Hot!

$5bn budget deficit: Nigeria, Angola in loan talks with W’Bank



world-bank-logo-1

By Adewale Sanyaolu with Agency reports

With a 2016 budget deficit of about $5 billion, and oil price hovering around $31,  Nigeria and Angola, Africa’s two biggest oil producers, have opened talks with the World Bank to help them cope with low crude prices, weakening currencies and strained public finances.

Though, Nigeria has held exploratory talks with the World Bank on borrowing to help fund part of its N6.08 trillion budget in 2016, Minister of Finance, Kemi Adeosun, explained that, Nigeria, the country has not applied for any emergency loans.

Adeosun had  said in January, Nigeria was planning to borrow as much as $5 billion to help fund a budget deficit due to a slump in oil revenues, of which $4 billion might come from international institutions and the rest from Eurobonds.

“We have held exploratory talks with the World Bank. We have not applied for emergency loans,” she had said.

Recall that the World Bank and other institutions like the International Monetary Fund (IMF) have recommended that Nigeria and Angola devalue their currencies which both trade officially at a huge premium in the secondary market.

But President Muhammadu Buhari, is against devaluing the naira, saying it would amount to killing it.

The naira trades at around 197 against the dollar officially compared to street rates as low as 305, while Angola’s kwanza is worth 155/$ but changes hands at more than 400 against the greenback on the secondary market.

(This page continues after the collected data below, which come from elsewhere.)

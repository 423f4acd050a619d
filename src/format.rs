//! Printf-style value formatting for `data-format` attributes.
//!
//! Documents attach specs like `%d`, `%.1f`, or `%5s` to bound outputs.
//! Only the conversions live documents use are supported: `d`, `f`, `s`,
//! literal `%%`, with optional zero flag, width, and precision. Anything
//! unrecognized passes through unchanged rather than faulting the render.

/// The value being formatted: resolved numbers keep full precision, anything
/// textual formats as a string.
#[derive(Debug, Clone, Copy)]
pub enum Arg<'a> {
    Num(f64),
    Str(&'a str),
}

/// Apply a printf-style spec to a value.
pub fn sprintf(spec: &str, arg: Arg) -> String {
    let mut out = String::with_capacity(spec.len() + 8);
    let mut chars = spec.chars().peekable();

    while let Some(c) = chars.next() {
        if c != '%' {
            out.push(c);
            continue;
        }
        if chars.peek() == Some(&'%') {
            chars.next();
            out.push('%');
            continue;
        }

        let mut zero_pad = false;
        if chars.peek() == Some(&'0') {
            zero_pad = true;
            chars.next();
        }
        let mut width = 0usize;
        while let Some(&d) = chars.peek() {
            if let Some(v) = d.to_digit(10) {
                width = width * 10 + v as usize;
                chars.next();
            } else {
                break;
            }
        }
        let mut precision = None;
        if chars.peek() == Some(&'.') {
            chars.next();
            let mut p = 0usize;
            while let Some(&d) = chars.peek() {
                if let Some(v) = d.to_digit(10) {
                    p = p * 10 + v as usize;
                    chars.next();
                } else {
                    break;
                }
            }
            precision = Some(p);
        }

        let converted = match chars.next() {
            Some('d') => match arg {
                Arg::Num(n) => format!("{}", n.round() as i64),
                Arg::Str(s) => s.to_string(),
            },
            Some('f') => {
                let prec = precision.unwrap_or(6);
                match arg {
                    Arg::Num(n) => format!("{n:.prec$}"),
                    Arg::Str(s) => s.to_string(),
                }
            }
            Some('s') => match arg {
                Arg::Num(n) => format!("{n}"),
                Arg::Str(s) => s.to_string(),
            },
            Some(other) => {
                out.push('%');
                out.push(other);
                continue;
            }
            None => {
                out.push('%');
                continue;
            }
        };

        if converted.len() < width {
            let pad = if zero_pad { '0' } else { ' ' };
            for _ in 0..width - converted.len() {
                out.push(pad);
            }
        }
        out.push_str(&converted);
    }
    out
}
//! CivicSync 前端应用
//!
//! 采用 Context-Driven 架构：
//! - `api`: 网关上下文（配置 + 按需构造的网关）
//! - `auth`: 认证阶段信号，启动时校验一次存储的凭据
//! - `web::router`: 路由服务，守卫结果来自核心层的 `guard`
//! - `components`: 页面与 UI 组件

mod api;
mod auth;
mod components {
    pub mod admin_dashboard;
    pub mod analytics;
    pub mod common;
    pub mod home;
    pub mod layout;
    pub mod login;
    pub mod map_view;
    pub mod my_issues;
    pub mod profile;
    pub mod report_wizard;
    pub mod toast;
}

use crate::api::{ApiContext, build_config};
use crate::auth::provide_auth;
use crate::components::admin_dashboard::AdminDashboardPage;
use crate::components::analytics::AnalyticsPage;
use crate::components::home::HomePage;
use crate::components::layout::Layout;
use crate::components::login::LoginPage;
use crate::components::map_view::MapViewPage;
use crate::components::my_issues::MyIssuesPage;
use crate::components::profile::ProfilePage;
use crate::components::report_wizard::ReportWizardPage;
use crate::components::toast::{ToastHost, provide_toasts};

use civicsync::Environment;
use civicsync_shared::route::AppRoute;
use leptos::prelude::*;
use tracing_subscriber::filter::LevelFilter;

// 浏览器能力的适配层：核心 crate 中各 trait 的 web 实现
pub(crate) mod web {
    mod console;
    mod geolocation;
    mod http;
    mod photo;
    pub mod router;
    mod storage;

    pub use console::init_tracing;
    pub use geolocation::current_position;
    pub use http::GlooHttpClient;
    pub use photo::CanvasPhotoProcessor;
    pub use storage::BrowserStorage;
}

use web::router::{Link, Router, RouterOutlet};

/// 路由匹配函数
///
/// 守卫已经放行后才会调用，这里只负责 route -> 页面。
fn route_matcher(route: AppRoute) -> AnyView {
    match route {
        AppRoute::Home => view! { <HomePage /> }.into_any(),
        AppRoute::Login => view! { <LoginPage /> }.into_any(),
        AppRoute::Profile => view! { <ProfilePage /> }.into_any(),
        AppRoute::Report => view! { <ReportWizardPage /> }.into_any(),
        AppRoute::Map => view! { <MapViewPage /> }.into_any(),
        AppRoute::MyIssues => view! { <MyIssuesPage /> }.into_any(),
        AppRoute::Admin => view! { <AdminDashboardPage /> }.into_any(),
        AppRoute::Analytics => view! { <AnalyticsPage /> }.into_any(),
        AppRoute::NotFound => view! {
            <div class="flex items-center justify-center min-h-[60vh]">
                <div class="text-center space-y-4">
                    <h1 class="text-6xl font-bold text-error">"404"</h1>
                    <p class="text-xl">"Page not found"</p>
                    <Link to=AppRoute::Home class="btn btn-primary">"Back to Home"</Link>
                </div>
            </div>
        }
        .into_any(),
    }
}

#[component]
pub fn App() -> impl IntoView {
    // 1. 配置与日志
    let config = build_config();
    init_logging(config.environment);
    tracing::info!(environment = ?config.environment, api = %config.api_base_url, "starting CivicSync");

    // 2. 全局上下文
    let api = ApiContext::new(config);
    provide_context(api);
    provide_toasts();

    // 3. 认证上下文，启动时校验已存储的凭据
    let auth = provide_auth(api);

    view! {
        // 4. 路由器注入认证状态实现守卫
        <Router auth=auth.state()>
            <Layout>
                <RouterOutlet matcher=route_matcher />
            </Layout>
        </Router>
        <ToastHost />
    }
}

fn init_logging(environment: Environment) {
    let level = match environment {
        Environment::Development => LevelFilter::DEBUG,
        Environment::Production => LevelFilter::INFO,
    };
    web::init_tracing(level);
}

Angola also held talks with the World Bank between January 25-29, about securing funding support in a deal that would see Africa’s second biggest oil producer implement unspecified reforms, the state news agency reported.

Borrowing from international institutions such as the World Bank would be a cost-effective way to raise money to fund the increased capital expenditure in the 2016 budget, she said.

The Financial Times had earlier reported that the West African nation had asked the World Bank and the African Development Bank for $3.5 billion in emergency loans.

In a written statement, Adeosun’s Nigeria’s Finance Minister also said. Nigeria was looking at “options” to borrow from the African Development Bank and export credit agencies such as China Exim Bank “due to their concessionary rates of interest”.

Nigeria expects a budget deficit of 3 trillion naira in 2016, up from 2.2 trillion naira previously estimated, as a slump in oil revenues has eroded public finances and hit its currency.